**Requirement**
Return each record shown beneath, word for word.

=== Begin Enclosure ===

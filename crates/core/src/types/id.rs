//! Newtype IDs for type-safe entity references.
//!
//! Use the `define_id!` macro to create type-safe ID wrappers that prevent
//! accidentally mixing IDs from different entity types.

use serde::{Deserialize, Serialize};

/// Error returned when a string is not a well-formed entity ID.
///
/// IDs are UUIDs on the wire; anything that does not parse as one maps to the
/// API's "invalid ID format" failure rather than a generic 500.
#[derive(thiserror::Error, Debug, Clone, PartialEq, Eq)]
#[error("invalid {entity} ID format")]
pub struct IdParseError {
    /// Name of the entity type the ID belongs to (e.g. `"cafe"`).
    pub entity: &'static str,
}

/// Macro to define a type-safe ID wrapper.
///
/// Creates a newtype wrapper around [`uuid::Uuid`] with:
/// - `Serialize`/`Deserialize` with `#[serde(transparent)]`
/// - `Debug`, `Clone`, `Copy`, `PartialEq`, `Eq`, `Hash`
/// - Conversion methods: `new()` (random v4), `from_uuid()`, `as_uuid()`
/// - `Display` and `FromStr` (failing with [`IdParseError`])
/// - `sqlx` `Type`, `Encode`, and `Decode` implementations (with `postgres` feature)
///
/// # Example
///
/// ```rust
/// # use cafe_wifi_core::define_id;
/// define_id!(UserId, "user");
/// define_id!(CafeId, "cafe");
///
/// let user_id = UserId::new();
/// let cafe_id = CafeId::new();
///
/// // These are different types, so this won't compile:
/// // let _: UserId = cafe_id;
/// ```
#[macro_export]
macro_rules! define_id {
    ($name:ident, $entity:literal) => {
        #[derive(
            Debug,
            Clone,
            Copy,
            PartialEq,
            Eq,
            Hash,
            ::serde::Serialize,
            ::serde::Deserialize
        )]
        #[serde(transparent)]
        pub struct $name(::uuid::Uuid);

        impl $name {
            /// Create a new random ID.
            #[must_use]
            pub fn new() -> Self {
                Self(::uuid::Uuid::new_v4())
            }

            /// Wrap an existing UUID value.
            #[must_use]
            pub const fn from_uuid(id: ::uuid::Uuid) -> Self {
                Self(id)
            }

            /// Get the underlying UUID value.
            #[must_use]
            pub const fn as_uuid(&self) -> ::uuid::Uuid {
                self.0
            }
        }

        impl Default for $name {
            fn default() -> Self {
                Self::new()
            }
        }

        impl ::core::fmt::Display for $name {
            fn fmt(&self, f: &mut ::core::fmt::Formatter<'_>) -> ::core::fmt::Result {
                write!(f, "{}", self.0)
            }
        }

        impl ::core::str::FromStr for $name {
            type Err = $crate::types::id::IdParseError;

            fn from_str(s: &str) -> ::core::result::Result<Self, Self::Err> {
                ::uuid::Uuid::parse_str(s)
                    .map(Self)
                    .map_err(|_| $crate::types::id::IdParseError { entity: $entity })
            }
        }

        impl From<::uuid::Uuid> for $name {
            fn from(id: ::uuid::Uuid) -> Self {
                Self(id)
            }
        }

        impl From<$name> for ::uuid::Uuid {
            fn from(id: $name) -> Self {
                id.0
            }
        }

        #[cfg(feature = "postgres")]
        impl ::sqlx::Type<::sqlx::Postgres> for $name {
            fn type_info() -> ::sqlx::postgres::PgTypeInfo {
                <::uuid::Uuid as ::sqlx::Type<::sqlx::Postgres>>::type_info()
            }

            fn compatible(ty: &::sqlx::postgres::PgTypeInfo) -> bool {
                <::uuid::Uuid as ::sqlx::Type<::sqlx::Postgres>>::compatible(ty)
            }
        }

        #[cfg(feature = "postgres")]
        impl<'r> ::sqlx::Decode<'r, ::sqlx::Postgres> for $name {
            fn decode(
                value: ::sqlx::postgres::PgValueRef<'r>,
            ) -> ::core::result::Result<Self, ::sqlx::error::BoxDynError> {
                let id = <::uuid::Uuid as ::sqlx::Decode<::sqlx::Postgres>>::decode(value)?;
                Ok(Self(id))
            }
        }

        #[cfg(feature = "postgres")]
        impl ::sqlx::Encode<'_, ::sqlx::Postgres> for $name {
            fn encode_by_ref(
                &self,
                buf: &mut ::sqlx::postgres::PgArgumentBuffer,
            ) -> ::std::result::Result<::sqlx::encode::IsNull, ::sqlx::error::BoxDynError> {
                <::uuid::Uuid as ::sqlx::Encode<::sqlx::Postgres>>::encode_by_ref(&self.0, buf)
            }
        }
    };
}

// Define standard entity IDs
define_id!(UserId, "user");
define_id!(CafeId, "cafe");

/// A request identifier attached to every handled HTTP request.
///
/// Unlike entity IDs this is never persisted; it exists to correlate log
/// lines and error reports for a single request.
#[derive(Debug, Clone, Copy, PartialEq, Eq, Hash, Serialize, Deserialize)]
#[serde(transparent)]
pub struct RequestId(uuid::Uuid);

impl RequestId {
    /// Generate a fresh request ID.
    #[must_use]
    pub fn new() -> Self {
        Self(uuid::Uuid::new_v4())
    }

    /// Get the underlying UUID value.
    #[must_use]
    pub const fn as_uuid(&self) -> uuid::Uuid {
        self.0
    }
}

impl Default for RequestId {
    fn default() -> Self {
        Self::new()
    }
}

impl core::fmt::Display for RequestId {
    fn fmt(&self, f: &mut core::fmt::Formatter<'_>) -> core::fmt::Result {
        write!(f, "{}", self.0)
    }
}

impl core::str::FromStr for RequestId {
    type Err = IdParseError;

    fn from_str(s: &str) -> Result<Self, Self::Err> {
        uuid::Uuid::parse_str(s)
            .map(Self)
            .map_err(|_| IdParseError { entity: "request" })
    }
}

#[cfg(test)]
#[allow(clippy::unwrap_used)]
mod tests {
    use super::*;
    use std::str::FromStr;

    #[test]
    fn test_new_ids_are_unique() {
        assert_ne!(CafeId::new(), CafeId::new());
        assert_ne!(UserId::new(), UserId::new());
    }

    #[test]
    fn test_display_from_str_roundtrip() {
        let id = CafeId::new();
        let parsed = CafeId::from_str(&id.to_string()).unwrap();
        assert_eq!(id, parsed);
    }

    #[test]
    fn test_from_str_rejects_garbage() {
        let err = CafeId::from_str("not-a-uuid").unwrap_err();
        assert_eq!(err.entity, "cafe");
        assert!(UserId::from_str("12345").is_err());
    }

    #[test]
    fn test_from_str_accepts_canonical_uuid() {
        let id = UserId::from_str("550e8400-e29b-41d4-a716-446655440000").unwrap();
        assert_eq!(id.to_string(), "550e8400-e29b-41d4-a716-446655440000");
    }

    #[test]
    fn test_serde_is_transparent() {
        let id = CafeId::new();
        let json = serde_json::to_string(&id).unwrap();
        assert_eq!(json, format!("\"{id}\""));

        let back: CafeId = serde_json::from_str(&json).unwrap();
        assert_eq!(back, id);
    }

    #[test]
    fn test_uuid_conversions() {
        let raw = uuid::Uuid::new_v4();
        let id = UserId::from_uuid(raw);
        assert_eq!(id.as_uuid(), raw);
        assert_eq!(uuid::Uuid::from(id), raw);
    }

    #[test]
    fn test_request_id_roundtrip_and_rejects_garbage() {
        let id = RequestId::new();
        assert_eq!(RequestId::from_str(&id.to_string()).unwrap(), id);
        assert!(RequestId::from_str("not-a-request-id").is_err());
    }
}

=== End Enclosure ===

**Exercise result**
filename crates/core/src/types/id.rs
//! Newtype IDs for type-safe entity references.
//!
//! Use the `define_id!` macro to create type-safe ID wrappers that prevent
//! accidentally mixing IDs from different entity types.

use serde::{Deserialize, Serialize};

/// Error returned when a string is not a well-formed entity ID.
///
/// IDs are UUIDs on the wire; anything that does not parse as one maps to the
/// API's "invalid ID format" failure rather than a generic 500.
#[derive(thiserror::Error, Debug, Clone, PartialEq, Eq)]
#[error("invalid {entity} ID format")]
pub struct IdParseError {
    /// Name of the entity type the ID belongs to (e.g. `"cafe"`).
    pub entity: &'static str,
}

/// Macro to define a type-safe ID wrapper.
///
/// Creates a newtype wrapper around [`uuid::Uuid`] with:
/// - `Serialize`/`Deserialize` with `#[serde(transparent)]`
/// - `Debug`, `Clone`, `Copy`, `PartialEq`, `Eq`, `Hash`
/// - Conversion methods: `new()` (random v4), `from_uuid()`, `as_uuid()`
/// - `Display` and `FromStr` (failing with [`IdParseError`])
/// - `sqlx` `Type`, `Encode`, and `Decode` implementations (with `postgres` feature)
///
/// # Example
///
/// ```rust
/// # use cafe_wifi_core::define_id;
/// define_id!(UserId, "user");
/// define_id!(CafeId, "cafe");
///
/// let user_id = UserId::new();
/// let cafe_id = CafeId::new();
///
/// // These are different types, so this won't compile:
/// // let _: UserId = cafe_id;
/// ```
#[macro_export]
macro_rules! define_id {
    ($name:ident, $entity:literal) => {
        #[derive(
            Debug,
            Clone,
            Copy,
            PartialEq,
            Eq,
            Hash,
            ::serde::Serialize,
            ::serde::Deserialize
        )]
        #[serde(transparent)]
        pub struct $name(::uuid::Uuid);

        impl $name {
            /// Create a new random ID.
            #[must_use]
            pub fn new() -> Self {
                Self(::uuid::Uuid::new_v4())
            }

            /// Wrap an existing UUID value.
            #[must_use]
            pub const fn from_uuid(id: ::uuid::Uuid) -> Self {
                Self(id)
            }

            /// Get the underlying UUID value.
            #[must_use]
            pub const fn as_uuid(&self) -> ::uuid::Uuid {
                self.0
            }
        }

        impl Default for $name {
            fn default() -> Self {
                Self::new()
            }
        }

        impl ::core::fmt::Display for $name {
            fn fmt(&self, f: &mut ::core::fmt::Formatter<'_>) -> ::core::fmt::Result {
                write!(f, "{}", self.0)
            }
        }

        impl ::core::str::FromStr for $name {
            type Err = $crate::types::id::IdParseError;

            fn from_str(s: &str) -> ::core::result::Result<Self, Self::Err> {
                ::uuid::Uuid::parse_str(s)
                    .map(Self)
                    .map_err(|_| $crate::types::id::IdParseError { entity: $entity })
            }
        }

        impl From<::uuid::Uuid> for $name {
            fn from(id: ::uuid::Uuid) -> Self {
                Self(id)
            }
        }

        impl From<$name> for ::uuid::Uuid {
            fn from(id: $name) -> Self {
                id.0
            }
        }

        #[cfg(feature = "postgres")]
        impl ::sqlx::Type<::sqlx::Postgres> for $name {
            fn type_info() -> ::sqlx::postgres::PgTypeInfo {
                <::uuid::Uuid as ::sqlx::Type<::sqlx::Postgres>>::type_info()
            }

            fn compatible(ty: &::sqlx::postgres::PgTypeInfo) -> bool {
                <::uuid::Uuid as ::sqlx::Type<::sqlx::Postgres>>::compatible(ty)
            }
        }

        #[cfg(feature = "postgres")]
        impl<'r> ::sqlx::Decode<'r, ::sqlx::Postgres> for $name {
            fn decode(
                value: ::sqlx::postgres::PgValueRef<'r>,
            ) -> ::core::result::Result<Self, ::sqlx::error::BoxDynError> {
                let id = <::uuid::Uuid as ::sqlx::Decode<::sqlx::Postgres>>::decode(value)?;
                Ok(Self(id))
            }
        }

        #[cfg(feature = "postgres")]
        impl ::sqlx::Encode<'_, ::sqlx::Postgres> for $name {
            fn encode_by_ref(
                &self,
                buf: &mut ::sqlx::postgres::PgArgumentBuffer,
            ) -> ::std::result::Result<::sqlx::encode::IsNull, ::sqlx::error::BoxDynError> {
                <::uuid::Uuid as ::sqlx::Encode<::sqlx::Postgres>>::encode_by_ref(&self.0, buf)
            }
        }
    };
}

// Define standard entity IDs
define_id!(UserId, "user");
define_id!(CafeId, "cafe");

/// A request identifier attached to every handled HTTP request.
///
/// Unlike entity IDs this is never persisted; it exists to correlate log
/// lines and error reports for a single request.
#[derive(Debug, Clone, Copy, PartialEq, Eq, Hash, Serialize, Deserialize)]
#[serde(transparent)]
pub struct RequestId(uuid::Uuid);

impl RequestId {
    /// Generate a fresh request ID.
    #[must_use]
    pub fn new() -> Self {
        Self(uuid::Uuid::new_v4())
    }

    /// Get the underlying UUID value.
    #[must_use]
    pub const fn as_uuid(&self) -> uuid::Uuid {
        self.0
    }
}

impl Default for RequestId {
    fn default() -> Self {
        Self::new()
    }
}

impl core::fmt::Display for RequestId {
    fn fmt(&self, f: &mut core::fmt::Formatter<'_>) -> core::fmt::Result {
        write!(f, "{}", self.0)
    }
}

impl core::str::FromStr for RequestId {
    type Err = IdParseError;

    fn from_str(s: &str) -> Result<Self, Self::Err> {
        uuid::Uuid::parse_str(s)
            .map(Self)
            .map_err(|_| IdParseError { entity: "request" })
    }
}

#[cfg(test)]
#[allow(clippy::unwrap_used)]
mod tests {
    use super::*;
    use std::str::FromStr;

    #[test]
    fn test_new_ids_are_unique() {
        assert_ne!(CafeId::new(), CafeId::new());
        assert_ne!(UserId::new(), UserId::new());
    }

    #[test]
    fn test_display_from_str_roundtrip() {
        let id = CafeId::new();
        let parsed = CafeId::from_str(&id.to_string()).unwrap();
        assert_eq!(id, parsed);
    }

    #[test]
    fn test_from_str_rejects_garbage() {
        let err = CafeId::from_str("not-a-uuid").unwrap_err();
        assert_eq!(err.entity, "cafe");
        assert!(UserId::from_str("12345").is_err());
    }

    #[test]
    fn test_from_str_accepts_canonical_uuid() {
        let id = UserId::from_str("550e8400-e29b-41d4-a716-446655440000").unwrap();
        assert_eq!(id.to_string(), "550e8400-e29b-41d4-a716-446655440000");
    }

    #[test]
    fn test_serde_is_transparent() {
        let id = CafeId::new();
        let json = serde_json::to_string(&id).unwrap();
        assert_eq!(json, format!("\"{id}\""));

        let back: CafeId = serde_json::from_str(&json).unwrap();
        assert_eq!(back, id);
    }

    #[test]
    fn test_uuid_conversions() {
        let raw = uuid::Uuid::new_v4();
        let id = UserId::from_uuid(raw);
        assert_eq!(id.as_uuid(), raw);
        assert_eq!(uuid::Uuid::from(id), raw);
    }

    #[test]
    fn test_request_id_roundtrip_and_rejects_garbage() {
        let id = RequestId::new();
        assert_eq!(RequestId::from_str(&id.to_string()).unwrap(), id);
        assert!(RequestId::from_str("not-a-request-id").is_err());
    }
}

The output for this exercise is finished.